Here are some self-assessment questions to help you make the decision to say “no” more often. 

  • Am I more stressed than I should be? 
  • What are my priorities this week?
  • What is outside my priorities? Can these things be moved to another time?
  • Have I made time to rest, relax and reflect this week?

Not Engaging Help From Others

Our relationships should be a support system in the face of stress. We need people that we trust to talk to and process what we are going through. You need people who can help keep you from falling off the edge and into burnout. 

We often also need an outside perspective to be able to see our own problems clearly. 

However, it can be hard to ask even our closest friends and family for help at times. Pride, fear of being an inconvenience, or discomfort with difficult conversations may keep us from asking for help. But no matter the reason, stress only builds and builds if you try to handle it alone.

Here are some reflection questions to help you build the skill of engaging help from others

  • Who in my life can I turn to when I need help?
  • What stops me from asking for help when I need it?
  • How can I intentionally reach out to people around me when I need them?
  • How can I use the people around me to gain clarity and perspective?

Asking these questions can help you build a plan for engaging your relationships to mitigate stress–and ultimately, prevent burnout. 

Healthy Stress Can Propel Us to Action

Stress can propel us to action.

It’s important to discuss the importance of normal, healthy stress. 

We should feel a certain amount of stress before an interview or important project at work, or as the to-do lists of our lives begin to pile up. A little bit of stress can propel us to take action and builds grit. 

Sometimes, we may feel tempted to avoid any stressor, like new opportunities or new situations, even though those things may be good for us in the long term. In the same way that we build strength at the gym by stressing our muscles, we need to build strength by stressing other aspects of life.

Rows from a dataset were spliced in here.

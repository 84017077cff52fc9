pub mod crossover;
pub mod forward;
pub mod mutation;
pub mod topology;

use crate::error::Result;
pub use neuroarena_data::{Layer, NeuralNetwork};
use rand::Rng;

/// Trait defining the core logic for agent neural networks.
pub trait NetworkLogic: Sized {
    fn new_random_with_rng<R: Rng>(
        inputs: usize,
        hidden: &[usize],
        outputs: usize,
        init_range: f32,
        rng: &mut R,
    ) -> Self;

    /// Runs one inference pass. Hidden layers use ReLU, the output layer tanh.
    #[must_use]
    fn forward(&self, inputs: &[f32]) -> Vec<f32>;

    /// Flattens every layer's weights then biases, input side first.
    #[must_use]
    fn weights(&self) -> Vec<f32>;

    /// Restores parameters produced by [`NetworkLogic::weights`].
    ///
    /// Fails with `ShapeMismatch` unless the length equals the
    /// architecture's weight count.
    fn set_weights(&mut self, weights: &[f32]) -> Result<()>;

    /// Per-weight coin-flip crossover.
    fn crossover_with_rng<R: Rng>(&self, other: &Self, rng: &mut R) -> Self;

    /// Per-weight Gaussian mutation.
    fn mutate_with_rng<R: Rng>(&mut self, rate: f64, strength: f64, rng: &mut R);
}

pub const INPUT_LABELS: [&str; 12] = [
    "FoodFront",
    "FoodRight",
    "FoodBack",
    "FoodLeft",
    "AgentFront",
    "AgentRight",
    "AgentBack",
    "AgentLeft",
    "Energy",
    "Speed",
    "SinHeading",
    "CosHeading",
];

pub const OUTPUT_LABELS: [&str; 4] = ["Thrust", "Turn", "Boost", "Attack"];

pub const AGENT_INPUTS: usize = INPUT_LABELS.len();
pub const AGENT_OUTPUTS: usize = OUTPUT_LABELS.len();

impl NetworkLogic for NeuralNetwork {
    fn new_random_with_rng<R: Rng>(
        inputs: usize,
        hidden: &[usize],
        outputs: usize,
        init_range: f32,
        rng: &mut R,
    ) -> Self {
        topology::create_network_random_with_rng(inputs, hidden, outputs, init_range, rng)
    }

    fn forward(&self, inputs: &[f32]) -> Vec<f32> {
        forward::forward(self, inputs)
    }

    fn weights(&self) -> Vec<f32> {
        topology::flatten(self)
    }

    fn set_weights(&mut self, weights: &[f32]) -> Result<()> {
        topology::unflatten(self, weights)
    }

    fn crossover_with_rng<R: Rng>(&self, other: &Self, rng: &mut R) -> Self {
        crossover::network_crossover_with_rng(self, other, rng)
    }

    fn mutate_with_rng<R: Rng>(&mut self, rate: f64, strength: f64, rng: &mut R) {
        mutation::mutate_weights(self, rate, strength, rng);
    }
}

#[cfg(test)]
mod tests {
    use super::*;
    use rand::SeedableRng;
    use rand_chacha::ChaCha8Rng;

    fn network(seed: u64) -> NeuralNetwork {
        let mut rng = ChaCha8Rng::seed_from_u64(seed);
        NeuralNetwork::new_random_with_rng(AGENT_INPUTS, &[16, 8], AGENT_OUTPUTS, 1.0, &mut rng)
    }

    #[test]
    fn test_forward_output_bounded() {
        let net = network(1);
        let outputs = net.forward(&[1.0; AGENT_INPUTS]);
        assert_eq!(outputs.len(), AGENT_OUTPUTS);
        assert!(outputs.iter().all(|o| (-1.0..=1.0).contains(o)));
    }

    #[test]
    fn test_clone_is_independent() {
        let net = network(2);
        let mut copy = net.clone();
        let mut rng = ChaCha8Rng::seed_from_u64(3);
        copy.mutate_with_rng(1.0, 1.0, &mut rng);
        assert_ne!(net.weights(), copy.weights());
        assert_eq!(net.weights(), network(2).weights());
    }

    #[test]
    fn test_set_weights_rejects_wrong_length() {
        let mut net = network(4);
        let mut weights = net.weights();
        weights.pop();
        let err = net.set_weights(&weights).unwrap_err();
        assert!(matches!(
            err,
            crate::error::SimError::ShapeMismatch { actual, expected } if actual + 1 == expected
        ));
    }
}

Professional athletes have coaches who guide workouts to prevent overstress and injury. Similarly, we need professional help to know and understand our boundaries when allowing stress into our lives.

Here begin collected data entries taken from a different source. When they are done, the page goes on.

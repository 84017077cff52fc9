use neuroarena_data::NeuralNetwork;

/// Layered matrix-vector product plus bias.
///
/// Missing inputs read as 0.0 and surplus inputs are ignored, so a malformed
/// sensor vector degrades instead of halting the tick.
pub fn forward(network: &NeuralNetwork, inputs: &[f32]) -> Vec<f32> {
    let mut values: Vec<f32> = (0..network.inputs)
        .map(|i| inputs.get(i).copied().unwrap_or(0.0))
        .collect();
    let last = network.layers.len().saturating_sub(1);

    for (index, layer) in network.layers.iter().enumerate() {
        let next = (0..layer.outputs)
            .map(|o| {
                let start = o * layer.inputs;
                let row = layer
                    .weights
                    .get(start..start + layer.inputs)
                    .unwrap_or(&[]);
                let bias = layer.biases.get(o).copied().unwrap_or(0.0);
                let sum = row.iter().zip(&values).map(|(w, v)| w * v).sum::<f32>() + bias;
                if index == last {
                    sum.tanh()
                } else {
                    sum.max(0.0)
                }
            })
            .collect();
        values = next;
    }

    values
}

Learning to handle our stress and work within our limitations makes us stronger and more capable as people. Healthy stress builds grit.

Grit is Perseverance and Hope

Grit is the ability to push through when situations become difficult and to keep fighting towards goals, especially those long term goals. It’s perseverance and hope in the face of distraction and disappointment. 

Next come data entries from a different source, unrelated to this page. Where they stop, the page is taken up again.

//! The arena: owns every agent, food item and obstacle, and drives ticks,
//! resource balancing, and generation turnover.

use crate::config::AppConfig;
use crate::error::Result;
use crate::history::{EvolutionLog, TracingLog};
use crate::lifecycle::AgentFactory;
use crate::metrics::Metrics;
use crate::stats;
use neuroarena_data::{Agent, Food, Obstacle, PopulationStats};
use rand_chacha::ChaCha8Rng;

pub mod finalize;
pub mod init;
pub mod update;

/// Highest accepted ticks-per-update multiplier.
pub const MAX_SPEED: u32 = 10;

pub struct World {
    pub width: f64,
    pub height: f64,
    pub tick: u64,
    pub generation: u32,
    pub config: AppConfig,
    pub agents: Vec<Agent>,
    pub food: Vec<Food>,
    pub obstacles: Vec<Obstacle>,
    pub paused: bool,
    /// Ticks advanced per `update` call.
    pub speed: u32,
    pub rng: ChaCha8Rng,
    pub factory: AgentFactory,
    /// Summary of the last completed generation.
    pub last_generation: Option<PopulationStats>,
    pub metrics: Metrics,
    pub(crate) logger: Box<dyn EvolutionLog>,
}

impl World {
    /// Replaces the event sink. Events go to `tracing` by default.
    #[must_use]
    pub fn with_logger(mut self, logger: Box<dyn EvolutionLog>) -> Self {
        self.logger = logger;
        self
    }

    pub fn set_logger(&mut self, logger: Box<dyn EvolutionLog>) {
        self.logger = logger;
    }

    /// Hands back the current sink, leaving a tracing one in its place.
    pub fn take_logger(&mut self) -> Box<dyn EvolutionLog> {
        std::mem::replace(&mut self.logger, Box::new(TracingLog))
    }

    /// Flips the pause flag and returns the new state.
    pub fn toggle_pause(&mut self) -> bool {
        self.paused = !self.paused;
        tracing::debug!(paused = self.paused, "Pause toggled");
        self.paused
    }

    /// Sets ticks per update, clamped to `1..=MAX_SPEED`.
    pub fn set_speed(&mut self, speed: u32) {
        self.speed = speed.clamp(1, MAX_SPEED);
    }

    /// Changes the arena boundary only. Agents outside wrap on their next
    /// move.
    pub fn resize(&mut self, width: f64, height: f64) -> Result<()> {
        crate::ensure_config!(
            width > 0.0 && height > 0.0 && width.is_finite() && height.is_finite(),
            "Arena dimensions must be positive, got {width}x{height}"
        );
        self.width = width;
        self.height = height;
        Ok(())
    }

    #[must_use]
    pub fn stats(&self) -> PopulationStats {
        stats::compute(&self.agents, &self.food, self.generation, self.tick)
    }

    #[must_use]
    pub fn alive_count(&self) -> usize {
        self.agents.iter().filter(|a| a.is_alive()).count()
    }

    #[must_use]
    pub fn find_agent(&self, id: u64) -> Option<&Agent> {
        self.agents.iter().find(|a| a.id == id)
    }
}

Educator and psychologist, Angela Lee Duckworth, says that even more than skills, IQ or education, “grit” is the predictor of success in a person. What is interesting is that it’s not clear, even to psychologists, how to build grit besides pushing through difficulties and handling stress appropriately. 

Not all stress is bad stress. Use your stress to grow. Push while understanding your limitations. Exercise your grit!

Here are some questions to help you reflect on how you’re managing healthy stress to develop grit. 

  • Do I let my stress and anxiety limit my daily life or long-term goals?
  • In what areas of my life can I safely push myself?
  • Where have I shown “grit” in my past? How can I practise it now?
  • Who can help me handle stress?
  • Who can help me build grit?

These questions can help you to develop a plan for leaning into healthy stress and growing the essential quality of grit. 

Gauge Your Stress as a Pastor and Respond

Aside from asking the reflection questions above, you can also use this assessment to get a better grasp of your stress levels

Next, don’t overlook the power of technology to help lighten your load as a pastor. Tithe.ly exists to help you thrive in ministry, run a more efficient church, and grow your financial partnerships. 

Finally, don’t forget to celebrate the small wins as a pastor. It’s important to acknowledge your own personal victories, stay encouraged, and lean into Jesus.